When I first started running, I absolutely hated it but couldn’t deny how great I felt afterward. Once I overcame the feeling of having cement blocks for feet, I was hooked–as in, I now get antsy and itchy feeling if I don’t run at least three days a week. For me, the trick to running is to carve that time out of the day and to do it without my kids. I know there are plenty of people out there who run with their children, or run alongside them while they ride bikes or scooters or something. I’ve tried that. My kids are cut from an all-or-nothing cloth, which means if I’m not giving them my undivided attention when we’re out together, all hell breaks loose. Plus, when I go for a run I like to keep going and develop my pace without stopping to look at pine cones and dog poop along the way.

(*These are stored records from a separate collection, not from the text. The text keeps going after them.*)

use serde::{Deserialize, Serialize};

use super::battery::BatterySet;
use super::codec::convert_date;
use super::names::clean_name;
use super::vehicle::VehicleRecord;

/// One engine/fuel/date-range variant of a model with its battery picks.
///
/// Equality is the derived field-by-field comparison: label, fuel, both
/// dates and all five option triples must match, empty vs populated included.
#[derive(Debug, Clone, PartialEq, Eq, Serialize, Deserialize)]
pub struct Motorisation {
    pub motorisation: String,
    pub fuel: String,
    #[serde(rename = "startDate")]
    pub start_date: String,
    #[serde(rename = "endDate")]
    pub end_date: String,
    #[serde(flatten)]
    pub batteries: BatterySet,
}

impl Motorisation {
    pub fn from_record(record: &VehicleRecord) -> Self {
        let text = |field: &Option<String>| field.as_deref().unwrap_or_default().to_string();
        Motorisation {
            motorisation: clean_name(record.variant.as_deref().unwrap_or_default()),
            fuel: text(&record.fuel_type).trim().to_string(),
            start_date: convert_date(&text(&record.date_from)),
            end_date: convert_date(&text(&record.date_to)),
            batteries: BatterySet::from_families(&record.batteries),
        }
    }

    pub fn has_batteries(&self) -> bool {
        self.batteries.populated().next().is_some()
    }
}

/// Drop candidates equal to one already kept. First occurrence wins and order is preserved.
///
/// Pairwise scan against the accepted list; buckets hold the variants of a
/// single model so they stay small.
pub fn dedup_motorisations<I>(candidates: I) -> Vec<Motorisation>
where
    I: IntoIterator<Item = Motorisation>,
{
    let mut accepted: Vec<Motorisation> = Vec::new();
    for candidate in candidates {
        if !accepted.iter().any(|seen| *seen == candidate) {
            accepted.push(candidate);
        }
    }
    accepted
}

#[cfg(test)]
mod tests {
    use super::*;
    use crate::catalog::battery::BatteryOptions;
    use serde_json::json;

    fn moto(label: &str, start: &str, end: &str) -> Motorisation {
        Motorisation {
            motorisation: label.to_string(),
            fuel: "Diesel".to_string(),
            start_date: start.to_string(),
            end_date: end.to_string(),
            batteries: BatterySet {
                efb: BatteryOptions::new("EL700", "", ""),
                ..Default::default()
            },
        }
    }

    #[test]
    fn from_record_normalizes() {
        let record: VehicleRecord = serde_json::from_value(json!({
            "make": "VOLKSWAGEN",
            "model": "Golf VII",
            "type": " 1.6 TDI (5G1) ",
            "fuelType": " Diesel ",
            "dateFrom": "201208",
            "dateTo": "202013",
            "batteries": { "agm": { "option1": "EK700", "option2": null } }
        }))
        .unwrap();
        let m = Motorisation::from_record(&record);
        assert_eq!(m.motorisation, "1.6 TDI");
        assert_eq!(m.fuel, "Diesel");
        assert_eq!(m.start_date, "2012-08-01");
        assert_eq!(m.end_date, "");
        assert_eq!(m.batteries.agm, BatteryOptions::new("EK700", "", ""));
        assert!(m.batteries.classic.is_empty());
        assert!(m.has_batteries());
    }

    #[test]
    fn from_record_all_missing() {
        let m = Motorisation::from_record(&VehicleRecord::default());
        assert_eq!(m.motorisation, "");
        assert_eq!(m.start_date, "");
        assert_eq!(m.batteries, BatterySet::default());
        assert!(!m.has_batteries());
    }

    #[test]
    fn identical_kept_once() {
        let out = dedup_motorisations(vec![
            moto("1.6 HDi", "2010-01-01", ""),
            moto("1.6 HDi", "2010-01-01", ""),
        ]);
        assert_eq!(out.len(), 1);
    }

    #[test]
    fn differing_end_date_kept() {
        let out = dedup_motorisations(vec![
            moto("1.6 HDi", "2010-01-01", ""),
            moto("1.6 HDi", "2010-01-01", "2014-06-01"),
        ]);
        assert_eq!(out.len(), 2);
    }

    #[test]
    fn empty_vs_populated_option_differs() {
        let a = moto("1.6 HDi", "2010-01-01", "");
        let mut b = a.clone();
        b.batteries.efb.option2 = "EL652".to_string();
        assert_ne!(a, b);
        assert_eq!(dedup_motorisations(vec![a, b]).len(), 2);
    }

    #[test]
    fn first_occurrence_order() {
        let out = dedup_motorisations(vec![
            moto("B", "", ""),
            moto("A", "", ""),
            moto("B", "", ""),
            moto("C", "", ""),
            moto("A", "", ""),
        ]);
        let labels: Vec<&str> = out.iter().map(|m| m.motorisation.as_str()).collect();
        assert_eq!(labels, vec!["B", "A", "C"]);
    }

    #[test]
    fn serializes_flat_battery_fields() {
        let v = serde_json::to_value(moto("1.6 HDi", "2010-01-01", "")).unwrap();
        assert_eq!(v["motorisation"], "1.6 HDi");
        assert_eq!(v["startDate"], "2010-01-01");
        assert_eq!(v["endDate"], "");
        assert_eq!(v["batteryEFB"]["option1"], "EL700");
        assert_eq!(v["batteryAGM"]["option1"], "");
    }
}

Running has become a cathartic activity for me, whether I’m going three miles or thirteen. And even though I’m not willing to share that particular time with my children, it does make me a kinder, more patient mother when I return. Those miles help me to pound out frustrations, think through problems, or simply meditate. Yes, you can meditate while running! The solitude lets me turn inward without interruption, while also improving my health (see, aren’t mothers always multitasking?).
I just finished my third half-marathon last weekend and have signed up for two more. It really is addictive! Sometimes I run with friends who are also mothers and we talk about our children, husbands, and life. It gives us a chance to log in some slow, easy miles together while we catch up on each other’s lives–more multitasking! When I get home I feel recharged, and my kids enjoy seeing what kind of goodies I’ve brought back from the races. We won’t get awarded any medals for being moms, and that’s okay, but it is a lot of fun to show our kids that moms can win medals.